#### TASK DETAILS:
Copy all lines below containing "initiator".
##############################
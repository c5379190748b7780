//! Reverting a timed-out rollout to the spec that was active before it.
//!
//! A session gets exactly one rollback attempt. The rollback itself is a
//! forced activation of `previous_spec_id` followed by a stability watch;
//! if that watch also fails the session ends `Failed` and nothing further is
//! attempted automatically.

use crate::control_plane::ControlPlane;
use crate::error::{Result, RolloutError};
use crate::events::{Observers, RolloutEvent};
use crate::initiator;
use crate::session::RolloutSession;
use crate::types::RolloutOutcome;
use crate::watcher::{Deadline, StabilityWatcher, WatchOutcome, WatchSettings};

pub struct RollbackManager<'a> {
    plane: &'a dyn ControlPlane,
    settings: WatchSettings,
    observers: &'a Observers,
}

impl<'a> RollbackManager<'a> {
    pub fn new(plane: &'a dyn ControlPlane, settings: WatchSettings, observers: &'a Observers) -> Self {
        Self {
            plane,
            settings,
            observers,
        }
    }

    /// Roll `session` back to its previous spec.
    ///
    /// Only a `TimedOut` session that has not been rolled back before is
    /// accepted. On return the session is `RolledBack` or `Failed`; the
    /// outcome, not the `Result`, says whether the service was restored.
    pub async fn roll_back(&self, session: &mut RolloutSession, deadline: Deadline) -> Result<()> {
        if session.outcome != RolloutOutcome::TimedOut || session.rollback_attempted {
            return Err(RolloutError::InvalidTransition {
                from: session.outcome,
                to: RolloutOutcome::RolledBack,
            });
        }
        session.rollback_attempted = true;
        tracing::warn!(
            service = %session.service,
            session = %session.id,
            from = %session.target_spec_id,
            to = %session.previous_spec_id,
            "rolling back"
        );
        self.observers.emit(RolloutEvent::RolloutRollingBack {
            session: session.clone(),
        });

        if let Err(e) = initiator::activate(self.plane, &session.service, &session.previous_spec_id).await {
            return self.fail(session, format!("rollback activation failed: {e}"));
        }

        let watcher = StabilityWatcher::new(self.plane, self.settings, self.observers);
        match watcher
            .watch(&session.service, session.id, Some(&session.previous_spec_id), deadline)
            .await
        {
            Ok(report) => {
                if let Some(status) = report.last_status {
                    session.observe(status);
                }
                match report.outcome {
                    WatchOutcome::Stable => {
                        session.record(RolloutOutcome::RolledBack, None)?;
                        tracing::info!(
                            service = %session.service,
                            spec_id = %session.previous_spec_id,
                            polls = report.polls,
                            "rollback stable"
                        );
                        self.observers.emit(RolloutEvent::RolloutRolledBack {
                            session: session.clone(),
                        });
                        Ok(())
                    }
                    WatchOutcome::TimedOut => {
                        let reason = format!(
                            "rollback to {} did not stabilize within {}s",
                            session.previous_spec_id,
                            self.settings.timeout.as_secs()
                        );
                        self.fail(session, reason)
                    }
                }
            }
            Err(e) => self.fail(session, format!("rollback watch failed: {e}")),
        }
    }

    fn fail(&self, session: &mut RolloutSession, reason: String) -> Result<()> {
        tracing::error!(
            service = %session.service,
            session = %session.id,
            previous = %session.previous_spec_id,
            target = %session.target_spec_id,
            reason = %reason,
            "rollback failed, manual intervention required"
        );
        session.record(RolloutOutcome::Failed, Some(reason))?;
        self.observers.emit(RolloutEvent::RolloutFailed {
            session: session.clone(),
        });
        Ok(())
    }
}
##############################
#### ANSWER TO THIS PROBLEM:
use crate::initiator;
        if let Err(e) = initiator::activate(self.plane, &session.service, &session.previous_spec_id).await {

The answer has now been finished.